Dominion recognizes African-American leaders, students

Free Press staff report | 3/7/2024, 6 p.m.
Dominion Energy Charitable Foundation and the Library of Virginia recently recognized four Strong Men & Women in Virginia History honorees …

Dominion Energy Charitable Foundation and the Library of Virginia recently recognized four Strong Men & Women in Virginia History honorees and Student Creative Expressions Contest finalists during its annual program that recognizes notable African-American business and community leaders.

“We are proud to honor changemakers whose efforts have strengthened their communities for generations to come,” said Bill Murray, senior vice president for corporate affairs and communications at Dominion Energy. “The Strong Men & Women in Virginia History honorees serve as role models for helping every community to thrive.”

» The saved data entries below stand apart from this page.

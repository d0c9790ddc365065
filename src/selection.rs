//! Picks the best-supported grouping of downloaded files and loads it.

use crate::database::DicomDatabase;
use crate::error::WorkflowError;
use crate::uri::{adjust_path_slashes, basename};
use serde::Serialize;
use std::collections::HashMap;
use std::path::{Path, PathBuf};
use std::sync::Arc;
use thiserror::Error;
use tracing::{debug, info, warn};

#[derive(Debug, Error)]
pub enum PluginError {
    #[error("Plugin '{plugin}' failed to examine files: {message}")]
    Examine { plugin: String, message: String },

    #[error("Plugin '{plugin}' failed to load '{loadable}': {message}")]
    Load {
        plugin: String,
        loadable: String,
        message: String,
    },
}

/// A grouping of local files one plugin can import as a single object
#[derive(Debug, Clone, PartialEq, Eq, Serialize)]
pub struct Loadable {
    pub name: String,
    pub files: Vec<PathBuf>,
    pub series_instance_uid: Option<String>,
}

impl Loadable {
    pub fn new(name: impl Into<String>, files: Vec<PathBuf>) -> Self {
        Self {
            name: name.into(),
            files,
            series_instance_uid: None,
        }
    }

    pub fn with_series(mut self, series: impl Into<String>) -> Self {
        self.series_instance_uid = Some(series.into());
        self
    }

    pub fn file_count(&self) -> usize {
        self.files.len()
    }
}

/// An importer that can claim files and load what it claimed
pub trait ImportPlugin: Send + Sync {
    fn name(&self) -> &str;

    /// Propose loadables for the given groups of files
    fn examine(&self, file_groups: &[Vec<PathBuf>]) -> Result<Vec<Loadable>, PluginError>;

    fn load(&self, loadable: &Loadable) -> Result<(), PluginError>;
}

/// What the import step did
#[derive(Debug, Clone, PartialEq, Eq)]
pub enum ImportOutcome {
    Loaded { plugin: String, loadable: Loadable },
    NoLoadable,
}

impl ImportOutcome {
    pub fn is_loaded(&self) -> bool {
        matches!(self, ImportOutcome::Loaded { .. })
    }
}

/// Index of the loadable with the strictly greatest file count; the first
/// one wins ties. `None` only for an empty slice.
pub fn select_best(loadables: &[Loadable]) -> Option<usize> {
    if loadables.is_empty() {
        return None;
    }
    let mut best = 0;
    let mut highest = 0;
    for (i, loadable) in loadables.iter().enumerate() {
        if loadable.file_count() > highest {
            highest = loadable.file_count();
            best = i;
        }
    }
    Some(best)
}

/// Indexed files whose basename matches one of `downloaded`, walking the
/// database by patient, study and series so the result follows the series
/// membership the database inferred.
pub fn matched_database_files(
    db: &dyn DicomDatabase,
    downloaded: &[PathBuf],
) -> Result<Vec<PathBuf>, WorkflowError> {
    let mut by_name: HashMap<String, &Path> = HashMap::new();
    for file in downloaded {
        let adjusted = adjust_path_slashes(&file.to_string_lossy());
        by_name.insert(basename(&adjusted).to_string(), file.as_path());
    }

    let mut matched = Vec::new();
    for patient in db.patients()? {
        for study in db.studies_for_patient(&patient)? {
            for series in db.series_for_study(&study)? {
                for file in db.files_for_series(&series)? {
                    let adjusted = adjust_path_slashes(&file.to_string_lossy());
                    if by_name.contains_key(basename(&adjusted)) {
                        matched.push(file);
                    }
                }
            }
        }
    }

    debug!(
        "{} of {} downloaded files found in the database",
        matched.len(),
        downloaded.len()
    );
    Ok(matched)
}

/// Runs plugins in priority order over the matched file set
pub struct ImportSelector<'a> {
    plugins: &'a [Arc<dyn ImportPlugin>],
}

impl<'a> ImportSelector<'a> {
    pub fn new(plugins: &'a [Arc<dyn ImportPlugin>]) -> Self {
        Self { plugins }
    }

    /// The first plugin returning any loadables wins; later plugins are not
    /// asked.
    pub fn examine(
        &self,
        files: &[PathBuf],
    ) -> Result<Option<(&'a Arc<dyn ImportPlugin>, Vec<Loadable>)>, PluginError> {
        let groups = vec![files.to_vec()];
        for plugin in self.plugins {
            let loadables = plugin.examine(&groups)?;
            debug!(
                "Plugin '{}' proposed {} loadables",
                plugin.name(),
                loadables.len()
            );
            if !loadables.is_empty() {
                return Ok(Some((plugin, loadables)));
            }
        }
        Ok(None)
    }

    /// Examine `files`, then load the largest loadable of the winning plugin.
    pub fn import(&self, files: &[PathBuf]) -> Result<ImportOutcome, PluginError> {
        let Some((plugin, mut loadables)) = self.examine(files)? else {
            warn!("No loadables were found for {} files", files.len());
            return Ok(ImportOutcome::NoLoadable);
        };

        let index = select_best(&loadables).unwrap_or(0);
        let chosen = loadables.swap_remove(index);
        info!(
            "📥 Loading '{}' ({} files) with plugin '{}'",
            chosen.name,
            chosen.file_count(),
            plugin.name()
        );
        plugin.load(&chosen)?;

        Ok(ImportOutcome::Loaded {
            plugin: plugin.name().to_string(),
            loadable: chosen,
        })
    }
}

/// Load a set of downloaded (or cached) files from the database.
pub fn load_from_database(
    db: &dyn DicomDatabase,
    plugins: &[Arc<dyn ImportPlugin>],
    downloaded: &[PathBuf],
) -> Result<ImportOutcome, WorkflowError> {
    let matched = matched_database_files(db, downloaded)?;
    Ok(ImportSelector::new(plugins).import(&matched)?)
}

#[cfg(test)]
mod tests {
    use super::*;
    use std::sync::Mutex;

    fn loadable(name: &str, count: usize) -> Loadable {
        let files = (0..count)
            .map(|i| PathBuf::from(format!("/cache/{}/{}.dcm", name, i)))
            .collect();
        Loadable::new(name, files)
    }

    /// Returns a fixed list from `examine` and records every call
    struct FixedPlugin {
        name: String,
        proposals: Vec<Loadable>,
        examined: Mutex<usize>,
        loaded: Mutex<Vec<Loadable>>,
    }

    impl FixedPlugin {
        fn new(name: &str, proposals: Vec<Loadable>) -> Arc<Self> {
            Arc::new(Self {
                name: name.to_string(),
                proposals,
                examined: Mutex::new(0),
                loaded: Mutex::new(Vec::new()),
            })
        }
    }

    impl ImportPlugin for FixedPlugin {
        fn name(&self) -> &str {
            &self.name
        }

        fn examine(&self, _file_groups: &[Vec<PathBuf>]) -> Result<Vec<Loadable>, PluginError> {
            *self.examined.lock().unwrap() += 1;
            Ok(self.proposals.clone())
        }

        fn load(&self, loadable: &Loadable) -> Result<(), PluginError> {
            self.loaded.lock().unwrap().push(loadable.clone());
            Ok(())
        }
    }

    #[test]
    fn select_best_picks_largest() {
        let loadables = vec![loadable("a", 3), loadable("b", 7), loadable("c", 1)];
        assert_eq!(select_best(&loadables), Some(1));
    }

    #[test]
    fn select_best_first_wins_ties() {
        let loadables = vec![loadable("a", 2), loadable("b", 5), loadable("c", 5)];
        assert_eq!(select_best(&loadables), Some(1));
    }

    #[test]
    fn select_best_defaults_to_first_when_all_empty() {
        let loadables = vec![loadable("a", 0), loadable("b", 0)];
        assert_eq!(select_best(&loadables), Some(0));
        assert_eq!(select_best(&[]), None);
    }

    #[test]
    fn largest_loadable_of_first_plugin_is_loaded() {
        let volume = FixedPlugin::new(
            "volume",
            vec![loadable("a", 3), loadable("b", 7), loadable("c", 1)],
        );
        let seg = FixedPlugin::new("seg", vec![loadable("huge", 50)]);
        let plugins: Vec<Arc<dyn ImportPlugin>> = vec![volume.clone(), seg.clone()];

        let outcome = ImportSelector::new(&plugins).import(&[]).unwrap();

        match outcome {
            ImportOutcome::Loaded { plugin, loadable } => {
                assert_eq!(plugin, "volume");
                assert_eq!(loadable.name, "b");
                assert_eq!(loadable.file_count(), 7);
            }
            other => panic!("unexpected outcome {:?}", other),
        }
        assert_eq!(volume.loaded.lock().unwrap().len(), 1);
        assert_eq!(*seg.examined.lock().unwrap(), 0);
    }

    #[test]
    fn falls_through_to_second_plugin_and_skips_third() {
        let volume = FixedPlugin::new("volume", vec![]);
        let seg = FixedPlugin::new("seg", vec![loadable("mask", 1)]);
        let rt = FixedPlugin::new("rtstruct", vec![loadable("contours", 4)]);
        let plugins: Vec<Arc<dyn ImportPlugin>> = vec![volume.clone(), seg.clone(), rt.clone()];

        let outcome = ImportSelector::new(&plugins).import(&[]).unwrap();

        assert!(outcome.is_loaded());
        assert_eq!(*volume.examined.lock().unwrap(), 1);
        assert_eq!(*seg.examined.lock().unwrap(), 1);
        assert_eq!(*rt.examined.lock().unwrap(), 0);
        assert_eq!(seg.loaded.lock().unwrap()[0].name, "mask");
        assert!(rt.loaded.lock().unwrap().is_empty());
    }

    #[test]
    fn no_loadables_is_reported_not_raised() {
        let plugins: Vec<Arc<dyn ImportPlugin>> = vec![
            FixedPlugin::new("volume", vec![]),
            FixedPlugin::new("seg", vec![]),
        ];

        let outcome = ImportSelector::new(&plugins).import(&[]).unwrap();
        assert_eq!(outcome, ImportOutcome::NoLoadable);
    }
}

Members of the armed forces, engineers, medical professionals, community leaders, educators, writers, judges and elected officials have been celebrated throughout the program’s history.

“The Library of Virginia is proud to recognize African-Americans who have made significant contributions in their respective fields and in the lives of citizens of the Commonwealth,” said Librarian of Virginia Dennis T. Clark. “This year’s honorees offer powerful success stories that reflect rich legacies of excellence.”

The 2024 honorees:

• Capt. Janet H. Days, Navy commanding officer, Norfolk

• Sheriff R. Tyrone Foster, Bristol

• Dr. Erma L. Freeman, dentist, Mecklenburg

• Gregory L. Robinson, NASA project director, Manassas

The leaders were celebrated at a reception and private dinner Thursday, Feb. 22, in Richmond. Each honoree was provided the opportunity to choose a nonprofit to receive a $5,000 grant from the Dominion Energy Charitable Foundation.

Along with the event, the Library of Virginia will host a traveling exhibition featuring each of the honorees and their biographical information. The exhibition will be on display at various community, business and educational institutions throughout the year so that Virginians can learn about these leaders and their contributions to the Commonwealth.

Also as part of the initiative, Virginia high school students participate in a creative contest to honor outstanding African-Americans and share stories they feel may be missing from the mainstream narrative.

The winner of the student creative contest was Katelyn Luu from Cosby High School in Chesterfield County. Katelyn wrote about Undine Smith Moore, known as the “Dean of Black Women Composers.” In honor of her essay, Katelyn’s school received $2,000.

The 2024 Student Creative Expressions Contest finalists include:

• Bezawit Abate, Potomac Senior High School, Prince William County

• Justin Kidd Jones, Richmond Community High School, Richmond

• Angelina Nair, Grafton High School, York County

Each student received an Apple MacBook Air laptop and funds for their respective schools.